* [GOAL OF THE EXERCISE]: Below are the records. Reproduce the line that contains "fn footer(view: &SessionView<Flow>, shown: usize)" and every line after it to the end, exactly and alone.

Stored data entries
──────────────────────────────
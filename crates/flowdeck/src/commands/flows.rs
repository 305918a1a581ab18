//! Flow command handlers.

use std::sync::Arc;

use bytes::Bytes;
use tabled::Tabled;

use flowdeck_core::{
    CommandResult, ControllerConfig, Flow, FlowCommand, FlowController, FlowId, SessionView,
};

use crate::cli::{FlowListArgs, FlowsArgs, FlowsCommand, GlobalOpts, OutputFormat};
use crate::error::CliError;
use crate::output;

use super::util;

/// Characters of a flow ID shown in tables.
const SHORT_ID_LEN: usize = 8;

// ── Table row ───────────────────────────────────────────────────────

#[derive(Tabled)]
struct FlowRow {
    #[tabled(rename = "ID")]
    id: String,
    #[tabled(rename = "Method")]
    method: String,
    #[tabled(rename = "Host")]
    host: String,
    #[tabled(rename = "Path")]
    path: String,
    #[tabled(rename = "Status")]
    status: String,
    #[tabled(rename = "Size")]
    size: String,
    #[tabled(rename = "Time")]
    time: String,
    #[tabled(rename = "Flags")]
    flags: String,
}

impl FlowRow {
    fn new(f: &Flow, color: bool) -> Self {
        let id = f.id.to_string();
        Self {
            id: id.chars().take(SHORT_ID_LEN).collect(),
            method: f.method().unwrap_or(f.kind.into()).to_owned(),
            host: f
                .host()
                .map(str::to_owned)
                .or_else(|| f.client_addr.clone())
                .unwrap_or_else(|| "-".into()),
            path: f.path().unwrap_or("-").to_owned(),
            status: if f.error.is_some() {
                output::dim("error", color)
            } else {
                output::paint_status(f.status_code(), color)
            },
            size: f.total_size().map_or_else(|| "-".into(), human_size),
            time: f.duration().map_or_else(|| "-".into(), |d| format!("{}ms", d.num_milliseconds())),
            flags: flags(f),
        }
    }
}

/// Compact state markers: `i` intercepted, `m` modified, `*` marked.
fn flags(f: &Flow) -> String {
    let mut out = String::new();
    if f.intercepted {
        out.push('i');
    }
    if f.modified {
        out.push('m');
    }
    if f.is_marked() {
        out.push('*');
    }
    out
}

#[allow(clippy::cast_precision_loss, clippy::as_conversions)]
fn human_size(bytes: u64) -> String {
    const UNITS: [&str; 4] = ["KiB", "MiB", "GiB", "TiB"];
    if bytes < 1024 {
        return format!("{bytes}B");
    }
    let mut value = bytes as f64 / 1024.0;
    let mut unit = UNITS[0];
    for &next in &UNITS[1..] {
        if value < 1024.0 {
            break;
        }
        value /= 1024.0;
        unit = next;
    }
    format!("{value:.1}{unit}")
}

fn detail(f: &Flow) -> String {
    let mut lines = vec![
        format!("ID:        {}", f.id),
        format!("Kind:      {}", f.kind),
        format!("Client:    {}", f.client_addr.as_deref().unwrap_or("-")),
    ];
    if let Some(ref req) = f.request {
        lines.push(format!("Request:   {} {}", req.method, req.url()));
        lines.push(format!("Version:   {}", req.http_version));
    }
    if let Some(ref resp) = f.response {
        lines.push(format!("Status:    {} {}", resp.status_code, resp.reason).trim_end().to_owned());
    }
    if let Some(size) = f.total_size() {
        lines.push(format!("Size:      {}", human_size(size)));
    }
    if let Some(d) = f.duration() {
        lines.push(format!("Duration:  {}ms", d.num_milliseconds()));
    }
    if let Some(at) = f.created_at {
        lines.push(format!("Created:   {}", at.to_rfc3339()));
    }
    if let Some(ref mark) = f.marked {
        lines.push(format!("Marked:    {mark}"));
    }
    lines.push(format!("Intercept: {}", if f.intercepted { "yes" } else { "no" }));
    lines.push(format!("Modified:  {}", if f.modified { "yes" } else { "no" }));
    if let Some(ref err) = f.error {
        lines.push(format!("Error:     {err}"));
    }
    lines.join("\n")
}

// ── Handler ─────────────────────────────────────────────────────────

pub async fn handle(
    mut config: ControllerConfig,
    args: FlowsArgs,
    global: &GlobalOpts,
) -> Result<(), CliError> {
    scope_config(&mut config, &args.command);

    let controller = FlowController::new(config)?;
    controller.start().await?;
    let result = run(&controller, args.command, global).await;
    controller.shutdown().await;
    result
}

/// Only `list` honours the profile's default filter; id lookups must see
/// every flow.
fn scope_config(config: &mut ControllerConfig, cmd: &FlowsCommand) {
    match cmd {
        FlowsCommand::List(list) => apply_list_args(config, list),
        _ => config.filter = None,
    }
}

fn apply_list_args(config: &mut ControllerConfig, list: &FlowListArgs) {
    if let Some(ref filter) = list.filter {
        config.filter = Some(filter.clone()).filter(|f| !f.trim().is_empty());
    }
    if let Some(column) = list.sort {
        config.sort = Some(column);
        config.descending = list.desc;
    } else if list.desc {
        config.descending = true;
    }
}

#[allow(clippy::too_many_lines)]
async fn run(controller: &FlowController, cmd: FlowsCommand, global: &GlobalOpts) -> Result<(), CliError> {
    match cmd {
        FlowsCommand::List(list) => {
            let view = controller.wait_synced().await?;
            let shown: Vec<Arc<Flow>> = view
                .items
                .iter()
                .take(list.limit.unwrap_or(usize::MAX))
                .cloned()
                .collect();
            let color = output::should_color(global.color);
            let out = output::render_list(
                global.output,
                &shown,
                |f| FlowRow::new(f, color),
                |f| f.id.to_string(),
            )?;
            output::print_output(&out, global.quiet);
            if global.output == OutputFormat::Table && !global.quiet {
                eprintln!("{}", output::dim(&footer(&view, shown.len()), color));
            }
            Ok(())
        }

        FlowsCommand::Get { id } => {
            let view = controller.wait_synced().await?;
            let flow = util::resolve_flow(&view, &id)?;
            let out = output::render_single(global.output, flow.as_ref(), detail, |f| f.id.to_string())?;
            output::print_output(&out, global.quiet);
            Ok(())
        }

        FlowsCommand::Accept { id } => {
            let id = resolve_id(controller, &id).await?;
            controller.execute(FlowCommand::Accept { id: id.clone() }).await?;
            done(global, &format!("Flow {id} resumed"));
            Ok(())
        }

        FlowsCommand::Delete { id } => {
            let id = resolve_id(controller, &id).await?;
            if !util::confirm(&format!("Delete flow {id}?"), "delete", global.yes)? {
                return Ok(());
            }
            controller.execute(FlowCommand::Delete { id: id.clone() }).await?;
            done(global, &format!("Flow {id} deleted"));
            Ok(())
        }

        FlowsCommand::Duplicate { id } => {
            let id = resolve_id(controller, &id).await?;
            controller.execute(FlowCommand::Duplicate { id: id.clone() }).await?;
            done(global, &format!("Flow {id} duplicated"));
            Ok(())
        }

        FlowsCommand::Replay { id } => {
            let id = resolve_id(controller, &id).await?;
            controller.execute(FlowCommand::Replay { id: id.clone() }).await?;
            done(global, &format!("Flow {id} replayed"));
            Ok(())
        }

        FlowsCommand::Revert { id } => {
            let id = resolve_id(controller, &id).await?;
            controller.execute(FlowCommand::Revert { id: id.clone() }).await?;
            done(global, &format!("Flow {id} reverted"));
            Ok(())
        }

        FlowsCommand::Update { id, from_file } => {
            let data = util::read_json_file(&from_file)?;
            let id = resolve_id(controller, &id).await?;
            controller.execute(FlowCommand::Update { id: id.clone(), data }).await?;
            done(global, &format!("Flow {id} updated"));
            Ok(())
        }

        FlowsCommand::AcceptAll => {
            controller.execute(FlowCommand::AcceptAll).await?;
            done(global, "All intercepted flows resumed");
            Ok(())
        }

        FlowsCommand::Clear => {
            if !util::confirm("Remove every flow from the server?", "clear", global.yes)? {
                return Ok(());
            }
            controller.execute(FlowCommand::Clear).await?;
            done(global, "All flows cleared");
            Ok(())
        }

        FlowsCommand::Download { output_file } => {
            let CommandResult::Dump(dump) = controller.execute(FlowCommand::Download).await? else {
                return Err(CliError::Internal("server returned no dump".into()));
            };
            std::fs::write(&output_file, &dump)?;
            done(
                global,
                &format!("Wrote {} to {}", human_size(u64::try_from(dump.len()).unwrap_or(u64::MAX)), output_file.display()),
            );
            Ok(())
        }

        FlowsCommand::Upload { file } => {
            let dump = Bytes::from(std::fs::read(&file)?);
            controller.execute(FlowCommand::Upload { dump }).await?;
            done(global, &format!("Uploaded {}", file.display()));
            Ok(())
        }
    }
}

// ── Helpers ─────────────────────────────────────────────────────────

async fn resolve_id(controller: &FlowController, identifier: &str) -> Result<FlowId, CliError> {
    let view = controller.wait_synced().await?;
    Ok(util::resolve_flow(&view, identifier)?.id.clone())
}

fn done(global: &GlobalOpts, message: &str) {
    if !global.quiet {
        eprintln!("{message}");
    }
}

fn footer(view: &SessionView<Flow>, shown: usize) -> String {
    let mut line = format!("{shown} of {} flows", view.total);
    if let Some(ref filter) = view.filter {
        line.push_str(&format!(" (filter: {filter})"));
    }
    if let Some(ref sort) = view.sorter {
        let dir = if sort.descending { "desc" } else { "asc" };
        line.push_str(&format!(" (sort: {} {dir})", sort.column));
    }
    line
}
──────────────────────────────
* [ANSWER]:
fn footer(view: &SessionView<Flow>, shown: usize) -> String {
    let mut line = format!("{shown} of {} flows", view.total);
    if let Some(ref filter) = view.filter {
        line.push_str(&format!(" (filter: {filter})"));
    }
    if let Some(ref sort) = view.sorter {
        let dir = if sort.descending { "desc" } else { "asc" };
        line.push_str(&format!(" (sort: {} {dir})", sort.column));
    }
    line
}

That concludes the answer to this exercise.